Una noticia falsa —según la cual ya él y Gómez se hallaban en Cuba— pudo servirle para reforzar los argumentos sobre su decisión de llegar a la Isla en guerra. Pero hacerla depender de esa contingencia es, cuando menos, banalizar la realidad, menospreciar la resolución por la cual él mismo había firmado en Nueva York, como Delegado del Partido y junto a los generales Enrique Collazo y José María Rodríguez, este último en representación de Gómez, la orden de alzamiento que dio paso al estallido de la contienda. Y a ella debían llegar los máximos dirigentes de la revolución: él, Delegado del Partido, y Gómez, jefe del ramo militar de la organización.
No guiaban a Martí máscaras ni levedades posmodernas, sino la franca densidad del sentido misional con que asumía la existencia desde que, niño aún, “juró lavar con su vida” —no solo con la eventualidad de la muerte probable— el crimen de la esclavitud, como la que en su condición de nación oprimida seguía sufriendo Cuba en 1895, y sufrían en ella especialmente los humildes.
Ese juramento lo guiaba en sus responsabilidades al frente del movimiento independentista, con la vocación redentora en que se inscribieron la proclamación del Partido Revolucionario el 10 de abril de 1892, y su llegada a Cuba, con Gómez y otros cuatro compañeros, por La Playita de Cajobabo, el 11 de ese mes en 1895.
Si en la selección de la primera fecha puede verse un homenaje superador a la República de Guáimaro —el propio Martí se refirió al Partido en el Patria del 7 de abril anterior como una organización ya en pie—, la fecha de la llegada de los expedicionarios a Cuba dependió de diversos acontecimientos.
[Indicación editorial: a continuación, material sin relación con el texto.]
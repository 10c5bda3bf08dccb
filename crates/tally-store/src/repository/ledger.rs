//! # Ledger Repository
//!
//! Read-modify-write access to the ledger document.
//!
//! ## Append Cycle
//! ```text
//! append(invoice)
//!      │
//!      ├── still open? → Err(OpenRecord), nothing read or written
//!      │
//!      ▼
//! get("invoices") ──► parse (absent / null → empty) ──► push ──► set("invoices")
//! ```
//!
//! The cycle is not atomic: two overlapping appends can lose one write
//! (last write wins). Callers run one operation at a time.

use tally_core::document::{ledger_to_json, parse_ledger};
use tally_core::{CoreError, Invoice, Ledger};
use tracing::debug;

use crate::error::{StoreError, StoreResult};
use crate::kv::KeyValueStore;

/// Repository for the ledger document.
#[derive(Debug, Clone)]
pub struct LedgerRepository<S> {
    store: S,
    key: String,
}

impl<S: KeyValueStore> LedgerRepository<S> {
    /// Creates a repository owning `key` in `store`.
    pub fn new(store: S, key: impl Into<String>) -> Self {
        LedgerRepository {
            store,
            key: key.into(),
        }
    }

    /// Loads the whole ledger. A missing document is an empty ledger.
    ///
    /// ## Errors
    /// - `Corrupt` when the stored text is not a ledger document
    /// - `Storage` when the read fails
    pub async fn list(&self) -> StoreResult<Ledger> {
        let ledger = match self.store.get(&self.key).await? {
            Some(json) => parse_ledger(&json).map_err(|e| StoreError::corrupt(&self.key, e))?,
            None => Ledger::default(),
        };

        debug!(key = %self.key, count = ledger.len(), "Loaded ledger");
        Ok(ledger)
    }

    /// Loads only the closed records.
    pub async fn list_closed(&self) -> StoreResult<Vec<Invoice>> {
        let ledger = self.list().await?;
        Ok(ledger.into_iter().filter(Invoice::is_closed).collect())
    }

    /// Number of records in the ledger.
    pub async fn len(&self) -> StoreResult<usize> {
        Ok(self.list().await?.len())
    }

    pub async fn is_empty(&self) -> StoreResult<bool> {
        Ok(self.list().await?.is_empty())
    }

    /// Returns the record at `index`.
    pub async fn get(&self, index: usize) -> StoreResult<Invoice> {
        self.list()
            .await?
            .into_iter()
            .nth(index)
            .ok_or_else(|| StoreError::not_found("Invoice", index.to_string()))
    }

    /// Appends a closed invoice and rewrites the document.
    ///
    /// ## Returns
    /// The new ledger length.
    ///
    /// ## Errors
    /// - `Core(OpenRecord)` when the invoice is still open
    pub async fn append(&self, invoice: &Invoice) -> StoreResult<usize> {
        if !invoice.is_closed() {
            return Err(CoreError::OpenRecord {
                invoice: invoice.label().to_string(),
            }
            .into());
        }

        let mut ledger = self.list().await?;
        ledger.push(invoice.clone());
        self.save(&ledger).await?;

        debug!(
            key = %self.key,
            invoice = %invoice.label(),
            count = ledger.len(),
            "Appended invoice"
        );
        Ok(ledger.len())
    }

    /// Removes the record at `index` and rewrites the document.
    ///
    /// ## Errors
    /// - `NotFound` when `index` is past the end; nothing is written
    pub async fn delete_at(&self, index: usize) -> StoreResult<Invoice> {
        let mut ledger = self.list().await?;
        let removed = ledger
            .remove(index)
            .ok_or_else(|| StoreError::not_found("Invoice", index.to_string()))?;
        self.save(&ledger).await?;

        debug!(
            key = %self.key,
            index,
            invoice = %removed.label(),
            count = ledger.len(),
            "Deleted invoice"
        );
        Ok(removed)
    }

    async fn save(&self, ledger: &Ledger) -> StoreResult<()> {
        let json = ledger_to_json(ledger)?;
        self.store.set(&self.key, &json).await
    }
}

// =============================================================================
// Unit Tests
// =============================================================================

#[cfg(test)]
mod tests {
    use super::*;
    use crate::kv::tests::FailingStore;
    use crate::kv::MemoryStore;
    use chrono::Utc;
    use tally_core::{DraftField, DraftTicket, RecordStatus};

    fn repo(store: &MemoryStore) -> LedgerRepository<MemoryStore> {
        LedgerRepository::new(store.clone(), "invoices")
    }

    fn invoice(name: &str) -> Invoice {
        let mut draft = DraftTicket::default();
        draft.set_field(DraftField::InvoiceName, name);
        draft.set_field(DraftField::ClientName, "Ana");
        draft.add_expense("Transporte", "10").unwrap();
        draft.close(Utc::now()).unwrap()
    }

    #[tokio::test]
    async fn test_missing_document_is_empty() {
        let store = MemoryStore::new();
        let repo = repo(&store);

        assert!(repo.list().await.unwrap().is_empty());
        assert_eq!(repo.len().await.unwrap(), 0);
        // Listing never writes
        assert!(store.is_empty().await);
    }

    #[tokio::test]
    async fn test_null_document_is_empty() {
        let store = MemoryStore::new();
        store.set("invoices", "null").await.unwrap();
        assert!(repo(&store).list().await.unwrap().is_empty());
    }

    #[tokio::test]
    async fn test_corrupt_document() {
        let store = MemoryStore::new();
        store.set("invoices", "{oops").await.unwrap();

        let err = repo(&store).list().await.unwrap_err();
        assert!(matches!(err, StoreError::Corrupt { .. }));

        // Appending must not overwrite what could not be read
        assert!(repo(&store).append(&invoice("a")).await.is_err());
        assert_eq!(store.get("invoices").await.unwrap().as_deref(), Some("{oops"));
    }

    #[tokio::test]
    async fn test_append_and_get() {
        let store = MemoryStore::new();
        let repo = repo(&store);

        assert_eq!(repo.append(&invoice("a")).await.unwrap(), 1);
        assert_eq!(repo.append(&invoice("b")).await.unwrap(), 2);

        assert_eq!(repo.get(1).await.unwrap().invoice_name, "b");
        assert!(matches!(
            repo.get(2).await.unwrap_err(),
            StoreError::NotFound { .. }
        ));
    }

    #[tokio::test]
    async fn test_append_rejects_open_record() {
        let store = MemoryStore::new();
        let repo = repo(&store);

        let mut open = invoice("a");
        open.status = RecordStatus::Open;

        let err = repo.append(&open).await.unwrap_err();
        assert!(matches!(err, StoreError::Core(CoreError::OpenRecord { .. })));
        assert_eq!(repo.len().await.unwrap(), 0);
    }

    #[tokio::test]
    async fn test_delete_at() {
        let store = MemoryStore::new();
        let repo = repo(&store);
        for name in ["a", "b", "c"] {
            repo.append(&invoice(name)).await.unwrap();
        }
        let target = repo.get(1).await.unwrap();

        let removed = repo.delete_at(1).await.unwrap();
        assert_eq!(removed, target);

        let remaining = repo.list().await.unwrap();
        assert_eq!(remaining.len(), 2);
        assert!(remaining.iter().all(|inv| *inv != target));
        let names: Vec<&str> = remaining.iter().map(|i| i.invoice_name.as_str()).collect();
        assert_eq!(names, vec!["a", "c"]);
    }

    #[tokio::test]
    async fn test_delete_out_of_bounds() {
        let store = MemoryStore::new();
        let repo = repo(&store);
        repo.append(&invoice("a")).await.unwrap();
        let before = store.get("invoices").await.unwrap();

        let err = repo.delete_at(1).await.unwrap_err();
        assert!(matches!(err, StoreError::NotFound { .. }));
        assert_eq!(repo.len().await.unwrap(), 1);
        assert_eq!(store.get("invoices").await.unwrap(), before);
    }

    #[tokio::test]
    async fn test_list_closed_skips_open_legacy_records() {
        let store = MemoryStore::new();
        store
            .set(
                "invoices",
                r#"[{"invoiceName":"a","expenses":[],"finalPrice":5,"currentInvoice":0},{"invoiceName":"b","expenses":[],"finalPrice":5,"currentInvoice":1},{"invoiceName":"c","expenses":[],"finalPrice":5}]"#,
            )
            .await
            .unwrap();

        let closed = repo(&store).list_closed().await.unwrap();
        let names: Vec<&str> = closed.iter().map(|i| i.invoice_name.as_str()).collect();
        assert_eq!(names, vec!["a", "c"]);
    }

    #[tokio::test]
    async fn test_failed_write_leaves_document() {
        let store = FailingStore::new();
        let repo = LedgerRepository::new(store.clone(), "invoices");
        repo.append(&invoice("a")).await.unwrap();

        store.fail_writes(true);
        assert!(matches!(
            repo.append(&invoice("b")).await.unwrap_err(),
            StoreError::Storage(_)
        ));

        store.fail_writes(false);
        assert_eq!(repo.len().await.unwrap(), 1);
        assert!(store.inner().get("invoices").await.unwrap().is_some());
    }
}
Pero ambas efemérides tienen en la historia de Cuba, y en la afectividad de la patria, una cercanía que rebasa la mera contingencia cronológica. La tragedia del 19 de mayo de 1895 propiciará recordar otros costados de los hechos.
Imagen de portada: Dibujo de José Delarra.
Formidable síntesis del significado de estas fechas, y aclaraciones medulares a confusiones en cuanto a la real claridad de propósitos del Maestro en cada momento. Todas estas notas martianas de Toledo, siempre contextualizadas y ejemplarizantes para los tiempos de entonces, de ahora y el porvenir, remiten a su excelente obra biográfica, ‘Cesto de llamas’, de imprescindible lectura, y penosamente demorada reimpresión. Pero cada nuevo texto suyo motivado por estas conmemoraciones tiene su propio sentido y virtuosa utilidad, como este que también acrecienta su inapreciable contribución a Cubaperiodistas, a la dignificación del oficio y el cultivo de los más elevados valores.
Excelente artículo, renovado análisis de lo acontecido en aquellos gloriosos días. Martí tenía, entro otros desvelos, el deseo de llegar a Cuba al encuentro con aquellos patriotas que días antes habían iniciado la guerra que él había organizado. Coincido en sugerir el magnífico libro de Luis Toledo “Cesto de llamas”, biografía martiana que debería estar en la biblioteca de todo martiano.